The last piece of the puzzle was to determine how the attachment mechanism responded to a “leaky seal” under the Giardia surface. While most lab experiments are conducted on cells attached to smooth, non-porous surfaces like glass, the wall of the intestine is covered with microvilli, creating something like a microscopic shag rug, preventing any sort of tight seal. To mimic this, the researchers replaced the hard surface with a gel where they could vary the porosity and measured how the strength of attachment changed as the substrate became more porous. Comparing their measurement with analytical calculations, they were able to confirm that the model accurately predicted just how much leakiness the pump could handle.
The researchers hope their results can guide therapeutic interventions to compromise attachment and provide a model for understanding the significance of flagellar pumping in other contexts.
“It’s very satisfying to finally have solved this puzzle, but of course it just raises more questions” said Urbach. All of their experiments and models are based on water, but the wall of the intestine is coated with mucus, a complex viscoelastic fluid that is not water like at all.
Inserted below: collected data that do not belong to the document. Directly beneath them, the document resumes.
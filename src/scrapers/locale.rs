//! Request locale
//!
//! A language with an optional region. Used as `Accept-Language` value and as
//! the partition key of the response cache.

use std::fmt;
use std::str::FromStr;

use serde::{Deserialize, Serialize};

use super::ScraperError;

#[derive(Debug, Clone, PartialEq, Eq, Hash, Serialize, Deserialize)]
pub struct Locale {
    language: String,
    country: Option<String>,
}

impl Locale {
    /// Create a locale from a language code and an optional country code
    pub fn new(language: &str, country: Option<&str>) -> Self {
        Self {
            language: language.to_lowercase(),
            country: country.map(|c| c.to_uppercase()),
        }
    }

    pub fn language(&self) -> &str {
        &self.language
    }

    pub fn country(&self) -> Option<&str> {
        self.country.as_deref()
    }

    /// Value for the `Accept-Language` header, e.g. `de-DE,de;q=0.9`
    pub fn accept_language(&self) -> String {
        match &self.country {
            Some(_) => format!("{},{};q=0.9", self, self.language),
            None => self.language.clone(),
        }
    }
}

impl Default for Locale {
    fn default() -> Self {
        Self::new("en", Some("US"))
    }
}

impl fmt::Display for Locale {
    fn fmt(&self, f: &mut fmt::Formatter<'_>) -> fmt::Result {
        match &self.country {
            Some(country) => write!(f, "{}-{}", self.language, country),
            None => f.write_str(&self.language),
        }
    }
}

impl FromStr for Locale {
    type Err = ScraperError;

    /// Accepts `en`, `en-US` and `en_US`
    fn from_str(s: &str) -> Result<Self, Self::Err> {
        let s = s.trim();
        let mut parts = s.split(['-', '_']);
        let language = parts.next().unwrap_or_default();
        let country = parts.next();

        let valid_language =
            (2..=3).contains(&language.len()) && language.chars().all(|c| c.is_ascii_alphabetic());
        let valid_country = country
            .map(|c| c.len() == 2 && c.chars().all(|c| c.is_ascii_alphabetic()))
            .unwrap_or(true);

        if !valid_language || !valid_country || parts.next().is_some() {
            return Err(ScraperError::config(format!("Invalid locale: '{}'", s)));
        }

        Ok(Self::new(language, country))
    }
}

#[cfg(test)]
mod tests {
    use super::*;

    #[test]
    fn test_parse_language_and_country() {
        let locale: Locale = "de_de".parse().unwrap();
        assert_eq!(locale.language(), "de");
        assert_eq!(locale.country(), Some("DE"));
        assert_eq!(locale.to_string(), "de-DE");
    }

    #[test]
    fn test_parse_language_only() {
        let locale: Locale = "fr".parse().unwrap();
        assert_eq!(locale.country(), None);
        assert_eq!(locale.accept_language(), "fr");
    }

    #[test]
    fn test_accept_language_with_country() {
        assert_eq!(Locale::default().accept_language(), "en-US,en;q=0.9");
    }

    #[test]
    fn test_reject_garbage() {
        assert!("".parse::<Locale>().is_err());
        assert!("english".parse::<Locale>().is_err());
        assert!("en-USA-x".parse::<Locale>().is_err());
    }
}
//! Movie records discovered on disk

use std::path::PathBuf;

use serde::{Deserialize, Serialize};
use uuid::Uuid;

/// Disc structure a movie was found in
#[derive(Debug, Clone, Copy, PartialEq, Eq, Serialize, Deserialize)]
#[serde(rename_all = "lowercase")]
pub enum DiscType {
    Dvd,
    BluRay,
}

#[derive(Debug, Clone, PartialEq, Serialize, Deserialize)]
pub struct Movie {
    pub id: Uuid,
    pub title: String,
    pub year: Option<u32>,
    /// All parts of the movie, sorted (e.g. `cd1`, `cd2`)
    pub files: Vec<PathBuf>,
    /// Configured root directory the movie was found under
    pub root: PathBuf,
    pub in_separate_folder: bool,
    pub disc_type: Option<DiscType>,
    pub changed: bool,
}

impl Movie {
    pub fn new(title: impl Into<String>, root: impl Into<PathBuf>, files: Vec<PathBuf>) -> Self {
        Self {
            id: Uuid::new_v4(),
            title: title.into(),
            year: None,
            files,
            root: root.into(),
            in_separate_folder: false,
            disc_type: None,
            changed: false,
        }
    }
}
The team is currently working to understand how the properties of the fluid affect the behavior of the model, and how the cells respond to the action of the pumping. More generally, the researchers expect that the insights gained from this work have potential relevance to a wide range of other biophysical systems, including other flagellated cells and other situations where filaments beat near boundaries. Finally, they hope that the results may provide inspiration for biomimetic applications for active pumping and attachment to diverse surfaces. “Nature spent millions of years refining this process,” notes Urbach “perhaps we can use it as a template for a microrobot that can find and attach to underwater surfaces and do something more useful.”